Understand how elvex automatically uses provider-specific caches to save money and make things faster.

Updated over 2 weeks ago

What is prompt caching?

Model prompts often contain repetitive content like common instructions in your assistant that are sent along with every request. Conversations also often include historical messages whose content does not change between messages turns (unless you fork a message).

The longer the prompt is, the slower models are to respond (this is a process called "inference") and the more costly the request. This is because prompts need to go through a pre-processing phase where, among other things, prompts of text are converted into tokens.

As the prompt approaches the context window for a model, cost and latency penalties become more exaggerated.

Some providers support the ability to cache (or save) prompts that have been sent in previous requests. Effectively this means saving the results of the pre-processing so it doesn't need to be done per-request. Doing so can reduce latency by up to 80% and cost a fraction (as much as 0.1x) of the normal price for input tokens (prompt caching has no effect on output tokens).

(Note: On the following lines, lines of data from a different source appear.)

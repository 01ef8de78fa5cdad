use std::time::Instant;

use crossterm::event::KeyCode;
use log::{debug, info, trace, warn};
use rand::rngs::StdRng;
use rand::Rng;

use crate::board::{Board, Cell};
use crate::clock::TickTimer;
use crate::collision::{classify, Collision};
use crate::config::{ConfigError, GameConfig};
use crate::input::direction_for;
use crate::snake::{Direction, Snake};
use crate::spawner::Spawner;

#[derive(Copy, Clone, Debug, PartialEq, Eq)]
pub enum Status {
    Running,
    Over,
}

#[derive(Copy, Clone, Debug, PartialEq, Eq)]
pub enum CellRole {
    Empty,
    Snake,
    Collectible,
    Dead,
}

/// Drawing surface for the board. Implementations keep the last role written to each
/// cell until it is overwritten, and must tolerate cells outside the board.
pub trait Renderer {
    fn set_cell(&mut self, cell: Cell, role: CellRole);
    fn clear(&mut self);
}

#[derive(Copy, Clone, Debug, PartialEq, Eq)]
pub enum TickOutcome {
    /// Not due yet, or the game is over.
    Idle,
    Moved,
    Collected { spawned: Cell },
    /// A collectible was eaten but no free cell is left for a new one.
    BoardFull,
    Died(Collision),
}

#[derive(Copy, Clone, Debug, PartialEq, Eq)]
pub enum KeyOutcome {
    Steered(Direction),
    Rejected(Direction),
    Restarted,
    Ignored,
}

/// The whole mutable state of one game.
pub struct GameState<R = StdRng> {
    config: GameConfig,
    board: Board,
    snake: Snake,
    collectibles: Vec<Cell>,
    status: Status,
    spawner: Spawner<R>,
    timer: TickTimer,
}

impl<R: Rng> GameState<R> {
    /// Validates `config` and sets up the first round, drawing it on `renderer`.
    pub fn new(config: GameConfig, rng: R, now: Instant, renderer: &mut impl Renderer) -> Result<Self, ConfigError> {
        config.validate()?;

        let board = Board::new(config.width, config.height);
        let mut state = GameState {
            snake: Snake::new(board.center(), config.initial_segments),
            timer: TickTimer::new(config.tick_delay, now),
            collectibles: vec![],
            status: Status::Running,
            spawner: Spawner::new(rng),
            board,
            config,
        };
        state.reset(now, renderer);
        Ok(state)
    }

    pub fn config(&self) -> &GameConfig {
        &self.config
    }

    pub fn snake(&self) -> &Snake {
        &self.snake
    }

    pub fn collectibles(&self) -> &[Cell] {
        &self.collectibles
    }

    pub fn status(&self) -> Status {
        self.status
    }

    pub fn is_over(&self) -> bool {
        self.status == Status::Over
    }

    pub fn reset(&mut self, now: Instant, renderer: &mut impl Renderer) {
        renderer.clear();

        self.snake = Snake::new(self.board.center(), self.config.initial_segments);
        renderer.set_cell(self.snake.head(), CellRole::Snake);

        self.collectibles.clear();
        match self.spawner.spawn(&self.board, &self.snake, &mut self.collectibles) {
            Some(cell) => renderer.set_cell(cell, CellRole::Collectible),
            None => warn!("No room for a collectible on a {}x{} board", self.board.width(), self.board.height()),
        }

        self.status = Status::Running;
        self.timer.mark(now);
        info!("New round: snake of {} at {:?}", self.snake.len(), self.snake.head());
    }

    /// Starts the tick delay over, e.g. after the game was paused.
    pub fn reset_timer(&mut self, now: Instant) {
        self.timer.mark(now);
    }

    /// Ends the round without a collision, e.g. when the caller declares a win on a full board.
    pub fn end(&mut self) {
        self.status = Status::Over;
    }

    /// Accepts a new pending direction unless it reverses the current one.
    pub fn steer(&mut self, direction: Direction) -> bool {
        self.snake.steer(direction)
    }

    pub fn on_key(&mut self, code: KeyCode, now: Instant, renderer: &mut impl Renderer) -> KeyOutcome {
        if let (KeyCode::Char(c), Some(restart)) = (code, self.config.restart_key) {
            if c == restart {
                info!("Restart requested");
                self.reset(now, renderer);
                return KeyOutcome::Restarted;
            }
        }

        match direction_for(&code) {
            Some(dir) if self.steer(dir) => KeyOutcome::Steered(dir),
            Some(dir) => {
                trace!("Ignoring reversal to {:?}", dir);
                KeyOutcome::Rejected(dir)
            },
            None => KeyOutcome::Ignored,
        }
    }

    /// Called once per frame. Runs a game step when the tick delay has elapsed.
    pub fn update(&mut self, now: Instant, renderer: &mut impl Renderer) -> TickOutcome {
        if self.is_over() || !self.timer.is_due(now) {
            return TickOutcome::Idle;
        }

        let outcome = self.step(renderer);
        self.timer.mark(now);
        outcome
    }

    /// One game step regardless of timing.
    pub fn step(&mut self, renderer: &mut impl Renderer) -> TickOutcome {
        if self.is_over() {
            return TickOutcome::Idle;
        }

        let direction = self.snake.commit_direction();
        let next_head = self.snake.next_head(direction);
        let collision = classify(next_head, &self.snake, &self.board);

        if collision.is_fatal() && !self.config.ignore_collisions {
            self.status = Status::Over;
            for pos in self.snake.body() {
                renderer.set_cell(*pos, CellRole::Dead);
            }
            info!("Game over: {:?} at {:?}, length {}", collision, next_head, self.snake.len());
            return TickOutcome::Died(collision);
        }

        match self.collectibles.iter().position(|c| *c == next_head) {
            Some(index) => {
                self.collectibles.swap_remove(index);
                let tail = self.snake.tail();
                self.snake.grow(Some(tail));
                self.move_snake(next_head, renderer);

                match self.spawner.spawn(&self.board, &self.snake, &mut self.collectibles) {
                    Some(spawned) => {
                        renderer.set_cell(spawned, CellRole::Collectible);
                        debug!("Collected {:?}, length {}, next at {:?}", next_head, self.snake.len(), spawned);
                        TickOutcome::Collected { spawned }
                    },
                    None => {
                        warn!("Board full at length {}", self.snake.len());
                        TickOutcome::BoardFull
                    },
                }
            },
            None => {
                self.move_snake(next_head, renderer);
                TickOutcome::Moved
            },
        }
    }

    ///////////////////////////////////////////////////////////////////////////

    fn move_snake(&mut self, next_head: Cell, renderer: &mut impl Renderer) {
        let old_tail = self.snake.tail();
        self.snake.advance(next_head);

        // Collapsed or growing segments may still sit on the old tail cell
        if !self.snake.occupies(old_tail) {
            renderer.set_cell(old_tail, CellRole::Empty);
        }
        renderer.set_cell(next_head, CellRole::Snake);
    }
}
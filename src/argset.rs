//! Argument-set reduction.
//!
//! Every reduction takes the arguments of one operator, each of them
//! already simplified, and returns the canonical simple node (or the atom)
//! equivalent to the operator applied to them.
//!
//! Unknown constants propagate: `Illogical` anywhere poisons the result,
//! `Logical` makes the result `Logical` unless some known argument decides
//! it (a dominator, a complementary pair, or a fixed-arity shortcut).

use std::collections::HashSet;

use log::debug;

use crate::context::Context;
use crate::kind::Kind;
use crate::reference::Bx;

#[derive(Default)]
struct Unknowns {
    logical: bool,
    illogical: bool,
}

impl Unknowns {
    fn add(&mut self, kind: Kind) -> bool {
        match kind {
            Kind::Logical => self.logical = true,
            Kind::Illogical => self.illogical = true,
            _ => return false,
        }
        true
    }
}

impl Context {
    /// Reduce an operator of any kind over simplified arguments.
    ///
    /// Negative kinds are reduced as the inverted positive kind.
    pub(crate) fn reduce(&self, kind: Kind, args: &[Bx]) -> Bx {
        assert!(kind.is_op(), "Kind {} is not an operator", kind);

        let res = match kind.positive() {
            Kind::Or | Kind::And => self.reduce_lattice(kind.positive(), args),
            Kind::Xor => self.reduce_xor(args),
            Kind::Equal => self.reduce_equal(args),
            Kind::Implies => self.reduce_implies(args[0], args[1]),
            Kind::IfThenElse => self.reduce_ite(args[0], args[1], args[2]),
            _ => unreachable!(),
        };
        if kind.is_neg() {
            self.invert(res)
        } else {
            res
        }
    }

    /// Check whether the sorted, deduplicated list contains a literal
    /// together with its complement.
    fn has_complements(&self, args: &[Bx]) -> bool {
        let mut ids = HashSet::new();
        for &arg in args {
            if let Some(lit) = self.lit(arg) {
                if ids.contains(&lit.negate().id()) {
                    return true;
                }
                ids.insert(lit.id());
            }
        }
        false
    }

    /// Reduce `Or` or `And` over simplified arguments.
    pub(crate) fn reduce_lattice(&self, kind: Kind, args: &[Bx]) -> Bx {
        assert!(matches!(kind, Kind::Or | Kind::And));

        let (identity, dominator) = if kind == Kind::Or {
            (self.zero(), self.one())
        } else {
            (self.one(), self.zero())
        };

        let mut unknowns = Unknowns::default();
        let mut dominated = false;
        let mut flat = Vec::with_capacity(args.len());

        let mut stack: Vec<Bx> = args.iter().rev().copied().collect();
        while let Some(arg) = stack.pop() {
            if arg == identity {
                continue;
            }
            if arg == dominator {
                dominated = true;
                continue;
            }
            let node = self.node(arg);
            if unknowns.add(node.kind()) {
                continue;
            }
            if node.kind() == kind && node.is_simple() {
                stack.extend(node.args().iter().rev());
            } else {
                flat.push(arg);
            }
        }

        if unknowns.illogical {
            return self.illogical();
        }
        if dominated {
            debug!("{}: dominated by {}", kind, self.kind(dominator));
            return dominator;
        }

        self.sort(&mut flat);
        flat.dedup();

        if self.has_complements(&flat) {
            debug!("{}: complementary literals", kind);
            return dominator;
        }
        if unknowns.logical {
            return self.logical();
        }

        match flat.len() {
            0 => identity,
            1 => flat[0],
            _ => self.mk_op(kind, flat, true),
        }
    }

    /// Reduce `Xor` over simplified arguments.
    pub(crate) fn reduce_xor(&self, args: &[Bx]) -> Bx {
        let mut unknowns = Unknowns::default();
        let mut parity = false;
        let mut flat = Vec::with_capacity(args.len());

        let mut stack: Vec<Bx> = args.iter().rev().copied().collect();
        while let Some(arg) = stack.pop() {
            if self.is_zero(arg) {
                continue;
            }
            if self.is_one(arg) {
                parity = !parity;
                continue;
            }
            let node = self.node(arg);
            if unknowns.add(node.kind()) {
                continue;
            }
            match node.kind() {
                Kind::Xor if node.is_simple() => stack.extend(node.args().iter().rev()),
                Kind::Xnor if node.is_simple() => {
                    parity = !parity;
                    stack.extend(node.args().iter().rev());
                }
                _ => flat.push(arg),
            }
        }

        if unknowns.illogical {
            return self.illogical();
        }
        if unknowns.logical {
            return self.logical();
        }

        // After sorting, equal arguments are adjacent, and so are the two
        // polarities of a variable.
        self.sort(&mut flat);
        let mut xs: Vec<Bx> = Vec::with_capacity(flat.len());
        for arg in flat {
            match xs.last() {
                Some(&top) if top == arg => {
                    xs.pop();
                }
                Some(&top) if self.are_complements(top, arg) => {
                    xs.pop();
                    parity = !parity;
                }
                _ => xs.push(arg),
            }
        }

        let res = match xs.len() {
            0 => self.zero(),
            1 => xs[0],
            _ => self.mk_op(Kind::Xor, xs, true),
        };
        if parity {
            self.invert(res)
        } else {
            res
        }
    }

    /// Reduce `Equal` over simplified arguments.
    pub(crate) fn reduce_equal(&self, args: &[Bx]) -> Bx {
        let mut unknowns = Unknowns::default();
        let mut has_zero = false;
        let mut has_one = false;
        let mut rest = Vec::with_capacity(args.len());

        for &arg in args {
            if self.is_zero(arg) {
                has_zero = true;
            } else if self.is_one(arg) {
                has_one = true;
            } else if !unknowns.add(self.kind(arg)) {
                rest.push(arg);
            }
        }

        if unknowns.illogical {
            return self.illogical();
        }

        self.sort(&mut rest);
        rest.dedup();

        if has_zero && has_one {
            debug!("Equal: both constants");
            return self.zero();
        }
        if self.has_complements(&rest) {
            debug!("Equal: complementary literals");
            return self.zero();
        }
        if unknowns.logical {
            return self.logical();
        }
        if has_zero {
            // All arguments must be zero.
            return self.invert(self.reduce_lattice(Kind::Or, &rest));
        }
        if has_one {
            // All arguments must be one.
            return self.reduce_lattice(Kind::And, &rest);
        }
        if rest.len() < 2 {
            return self.one();
        }
        self.mk_op(Kind::Equal, rest, true)
    }

    /// Reduce `Implies(p, q)` over simplified arguments.
    pub(crate) fn reduce_implies(&self, p: Bx, q: Bx) -> Bx {
        let (kp, kq) = (self.kind(p), self.kind(q));
        if kp == Kind::Illogical || kq == Kind::Illogical {
            return self.illogical();
        }

        // 0 => q = 1
        // p => 1 = 1
        if self.is_zero(p) || self.is_one(q) {
            return self.one();
        }
        // 1 => q = q
        if self.is_one(p) {
            return q;
        }
        // p => 0 = ~p
        if self.is_zero(q) {
            return self.invert(p);
        }
        if kp == Kind::Logical || kq == Kind::Logical {
            return self.logical();
        }
        // p => p = 1
        if p == q {
            return self.one();
        }
        // p => ~p = ~p
        if self.are_complements(p, q) {
            return q;
        }

        self.mk_op(Kind::Implies, vec![p, q], true)
    }

    /// Reduce `IfThenElse(s, d1, d0)` over simplified arguments.
    pub(crate) fn reduce_ite(&self, s: Bx, d1: Bx, d0: Bx) -> Bx {
        let kinds = [self.kind(s), self.kind(d1), self.kind(d0)];
        if kinds.contains(&Kind::Illogical) {
            return self.illogical();
        }

        // ite(1, d1, d0) = d1
        // ite(0, d1, d0) = d0
        if self.is_one(s) {
            return d1;
        }
        if self.is_zero(s) {
            return d0;
        }
        // ite(s, d, d) = d
        if d1 == d0 {
            return d1;
        }
        if kinds.contains(&Kind::Logical) {
            return self.logical();
        }

        // ite(s, 1, 0) = s
        // ite(s, 0, 1) = ~s
        if self.is_one(d1) && self.is_zero(d0) {
            return s;
        }
        if self.is_zero(d1) && self.is_one(d0) {
            return self.invert(s);
        }

        // ite(s, 1, d0) = s | d0
        // ite(s, 0, d0) = ~s & d0
        // ite(s, d1, 1) = ~s | d1
        // ite(s, d1, 0) = s & d1
        if self.is_one(d1) {
            return self.reduce_lattice(Kind::Or, &[s, d0]);
        }
        if self.is_zero(d1) {
            return self.reduce_lattice(Kind::And, &[self.invert(s), d0]);
        }
        if self.is_one(d0) {
            return self.reduce_lattice(Kind::Or, &[self.invert(s), d1]);
        }
        if self.is_zero(d0) {
            return self.reduce_lattice(Kind::And, &[s, d1]);
        }

        // ite(s, s, d0) = s | d0
        // ite(s, d1, s) = s & d1
        if s == d1 {
            return self.reduce_lattice(Kind::Or, &[s, d0]);
        }
        if s == d0 {
            return self.reduce_lattice(Kind::And, &[s, d1]);
        }

        self.mk_op(Kind::IfThenElse, vec![s, d1, d0], true)
    }

    /// Check whether two nodes are the two polarities of one variable.
    pub fn are_complements(&self, a: Bx, b: Bx) -> bool {
        match (self.lit(a), self.lit(b)) {
            (Some(x), Some(y)) => x.negate() == y,
            _ => false,
        }
    }
}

How much can prompt caching save?

Many factors can play here including the instructions for your assistant, the length of the conversation, actions you may be using as well as the provider and model making it hard to estimate exactly, but the general rule of thumb is, the more information you're using in an assistant or conversation, the more important prompt caching will become.

To get a rough sense, consult model pages like OpenAI's or Anthropic's to understand what savings will be applied.

Does elvex use prompt caching? If so, which providers?

Where possible, yes, elvex always tries to utilize prompt caching to save you money and reduce latency in responses from model providers.

The following are the providers which utilize prompt caching in elvex:

  • OpenAI (including Azure)

  • Anthropic

  • Google

  • Bedrock

Is there a catch to using this?

Writing to most provider caches tends to cost more than the nominal price for input tokens. E.g. at the time of writing, Anthropic's Sonnet 4 model costs $3 / million input tokens normally but $3.75 / million input tokens when writing to the cache.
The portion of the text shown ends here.